▶ _Exercise_
Find and copy each line of the data that includes "InvalidNamespace".

☆ ☆ ☆ ☆

//! Addresses: the `namespace:name` identifiers of addressable objects.
//!
//! A namespace is a directory path relative to the build root, written with
//! `/` separators. The root namespace is the empty string and displays as `//`.

use std::fmt;
use std::path::{Component, Path};
use std::str::FromStr;

use serde::{Deserialize, Serialize};
use thiserror::Error;

use crate::consts::BUILD_ROOT_PREFIX;

/// Errors produced while parsing addresses and specs.
#[derive(Debug, Clone, PartialEq, Eq, Error)]
pub enum AddressError {
  #[error("empty address spec")]
  Empty,

  #[error("invalid name '{name}' in '{spec}': {reason}")]
  InvalidName {
    spec: String,
    name: String,
    reason: &'static str,
  },

  #[error("invalid namespace '{namespace}' in '{spec}': {reason}")]
  InvalidNamespace {
    spec: String,
    namespace: String,
    reason: &'static str,
  },
}

/// Identifies one addressable object.
///
/// Ordering is by namespace, then name, which keeps listings grouped by
/// directory.
#[derive(Debug, Clone, PartialEq, Eq, PartialOrd, Ord, Hash, Serialize, Deserialize)]
pub struct Address {
  namespace: String,
  name: String,
}

impl Address {
  /// Create an address after validating both parts.
  pub fn new(namespace: impl Into<String>, name: impl Into<String>) -> Result<Self, AddressError> {
    let namespace = namespace.into();
    let name = name.into();
    let spec = format!("{}:{}", namespace, name);
    let namespace = normalize_namespace(&spec, &namespace)?;
    validate_name(&spec, &name)?;
    Ok(Self { namespace, name })
  }

  /// Parse `namespace:name`, `//namespace:name` or a bare `namespace` path.
  ///
  /// A bare path names the object carrying the directory's last component,
  /// so `a/b` is `a/b:b`.
  pub fn parse(spec: &str) -> Result<Self, AddressError> {
    let trimmed = spec.trim();
    if trimmed.is_empty() {
      return Err(AddressError::Empty);
    }
    let stripped = trimmed.strip_prefix(BUILD_ROOT_PREFIX).unwrap_or(trimmed);

    let (namespace, name) = match stripped.rsplit_once(':') {
      Some((namespace, name)) => (namespace, name.to_string()),
      None => {
        let namespace = stripped.trim_end_matches('/');
        let name = namespace.rsplit('/').next().unwrap_or_default();
        if name.is_empty() {
          return Err(AddressError::InvalidName {
            spec: spec.to_string(),
            name: String::new(),
            reason: "a bare path must name a directory",
          });
        }
        (namespace, name.to_string())
      }
    };

    let namespace = normalize_namespace(spec, namespace)?;
    validate_name(spec, &name)?;
    Ok(Self { namespace, name })
  }

  pub fn namespace(&self) -> &str {
    &self.namespace
  }

  pub fn name(&self) -> &str {
    &self.name
  }

  /// The canonical spec string, always in `namespace:name` form.
  pub fn spec(&self) -> String {
    self.to_string()
  }
}

impl fmt::Display for Address {
  fn fmt(&self, f: &mut fmt::Formatter<'_>) -> fmt::Result {
    if self.namespace.is_empty() {
      write!(f, "{}:{}", BUILD_ROOT_PREFIX, self.name)
    } else {
      write!(f, "{}:{}", self.namespace, self.name)
    }
  }
}

impl FromStr for Address {
  type Err = AddressError;

  fn from_str(s: &str) -> Result<Self, Self::Err> {
    Self::parse(s)
  }
}

/// Convert a relative directory path into its namespace string.
///
/// `.` components are dropped so `./a/b` and `a/b` share a namespace.
pub fn namespace_of(dir: &Path) -> String {
  dir
    .components()
    .filter_map(|c| match c {
      Component::Normal(part) => Some(part.to_string_lossy().into_owned()),
      _ => None,
    })
    .collect::<Vec<_>>()
    .join("/")
}

/// True when `namespace` is `ancestor` or lies below it.
pub fn is_within(namespace: &str, ancestor: &str) -> bool {
  if ancestor.is_empty() || namespace == ancestor {
    return true;
  }
  namespace
    .strip_prefix(ancestor)
    .is_some_and(|rest| rest.starts_with('/'))
}

/// Strip the root prefix, trailing slashes and `.` components, then check the
/// namespace shape.
pub(crate) fn normalize_namespace(spec: &str, namespace: &str) -> Result<String, AddressError> {
  let namespace = namespace.strip_prefix(BUILD_ROOT_PREFIX).unwrap_or(namespace);
  let namespace = namespace.trim_end_matches('/');

  let invalid = |reason| AddressError::InvalidNamespace {
    spec: spec.to_string(),
    namespace: namespace.to_string(),
    reason,
  };

  if namespace.starts_with('/') {
    return Err(invalid("namespaces are relative to the build root"));
  }
  if namespace.contains(':') {
    return Err(invalid("namespaces cannot contain ':'"));
  }
  if namespace.split('/').any(|part| part == "..") {
    return Err(invalid("namespaces cannot leave the build root"));
  }
  if !namespace.is_empty() && namespace.split('/').any(str::is_empty) {
    return Err(invalid("namespaces cannot contain empty path components"));
  }
  Ok(
    namespace
      .split('/')
      .filter(|part| !part.is_empty() && *part != ".")
      .collect::<Vec<_>>()
      .join("/"),
  )
}

pub(crate) fn validate_name(spec: &str, name: &str) -> Result<(), AddressError> {
  let invalid = |reason| AddressError::InvalidName {
    spec: spec.to_string(),
    name: name.to_string(),
    reason,
  };

  if name.is_empty() {
    return Err(invalid("names cannot be empty"));
  }
  if name.contains('/') || name.contains(':') {
    return Err(invalid("names cannot contain '/' or ':'"));
  }
  if name == "." || name == ".." {
    return Err(invalid("names cannot be '.' or '..'"));
  }
  Ok(())
}

#[cfg(test)]
mod tests {
  use super::*;

  #[test]
  fn parse_qualified() {
    let address = Address::parse("a/b:c").unwrap();
    assert_eq!(address.namespace(), "a/b");
    assert_eq!(address.name(), "c");
  }

  #[test]
  fn parse_bare_path_uses_last_component() {
    let address = Address::parse("a/b").unwrap();
    assert_eq!(address, Address::new("a/b", "b").unwrap());
    assert_eq!(address.to_string(), "a/b:b");
  }

  #[test]
  fn parse_root_namespace() {
    let address = Address::parse("//:root").unwrap();
    assert_eq!(address.namespace(), "");
    assert_eq!(address.name(), "root");
    assert_eq!(address.to_string(), "//:root");
  }

  #[test]
  fn parse_strips_root_prefix() {
    assert_eq!(Address::parse("//a/d:d").unwrap(), Address::parse("a/d").unwrap());
  }

  #[test]
  fn parse_rejects_empty_and_malformed() {
    assert_eq!(Address::parse("  "), Err(AddressError::Empty));
    assert!(matches!(Address::parse("a/b:"), Err(AddressError::InvalidName { .. })));
    assert!(matches!(Address::parse("//"), Err(AddressError::InvalidName { .. })));
    assert!(matches!(
      Address::parse("/abs:x"),
      Err(AddressError::InvalidNamespace { .. })
    ));
    assert!(matches!(
      Address::parse("a/../b:x"),
      Err(AddressError::InvalidNamespace { .. })
    ));
  }

  #[test]
  fn dot_components_are_dropped() {
    assert_eq!(Address::parse("./a:x").unwrap(), Address::parse("a:x").unwrap());
    assert_eq!(Address::parse("a/./b:x").unwrap().namespace(), "a/b");
    assert_eq!(Address::parse("//./a/b").unwrap(), Address::parse("a/b:b").unwrap());
    assert_eq!(Address::parse(".:root").unwrap(), Address::parse("//:root").unwrap());
    assert_eq!(Address::new("./a", "x").unwrap(), Address::new("a", "x").unwrap());
    assert!(matches!(Address::parse("a/."), Err(AddressError::InvalidName { .. })));
  }

  #[test]
  fn display_round_trips() {
    for spec in ["//:root", "a/b:b", "a/d/e:e-prime"] {
      assert_eq!(Address::parse(spec).unwrap().to_string(), spec);
    }
  }

  #[test]
  fn ordering_groups_by_namespace() {
    let mut addresses = vec![
      Address::parse("a/d:d").unwrap(),
      Address::parse("//:root").unwrap(),
      Address::parse("a/b:b").unwrap(),
    ];
    addresses.sort();
    let specs: Vec<_> = addresses.iter().map(Address::spec).collect();
    assert_eq!(specs, vec!["//:root", "a/b:b", "a/d:d"]);
  }

  #[test]
  fn namespace_helpers() {
    assert_eq!(namespace_of(Path::new("./a/b")), "a/b");
    assert_eq!(namespace_of(Path::new("")), "");
    assert!(is_within("a/d/e", "a/d"));
    assert!(is_within("a/d", "a/d"));
    assert!(is_within("a/b", ""));
    assert!(!is_within("a/dd", "a/d"));
    assert!(!is_within("a/b", "a/d"));
  }
}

☆ ☆ ☆ ☆

▶ _Output for this exercise_
  InvalidNamespace {
  let invalid = |reason| AddressError::InvalidNamespace {
      Err(AddressError::InvalidNamespace { .. })
      Err(AddressError::InvalidNamespace { .. })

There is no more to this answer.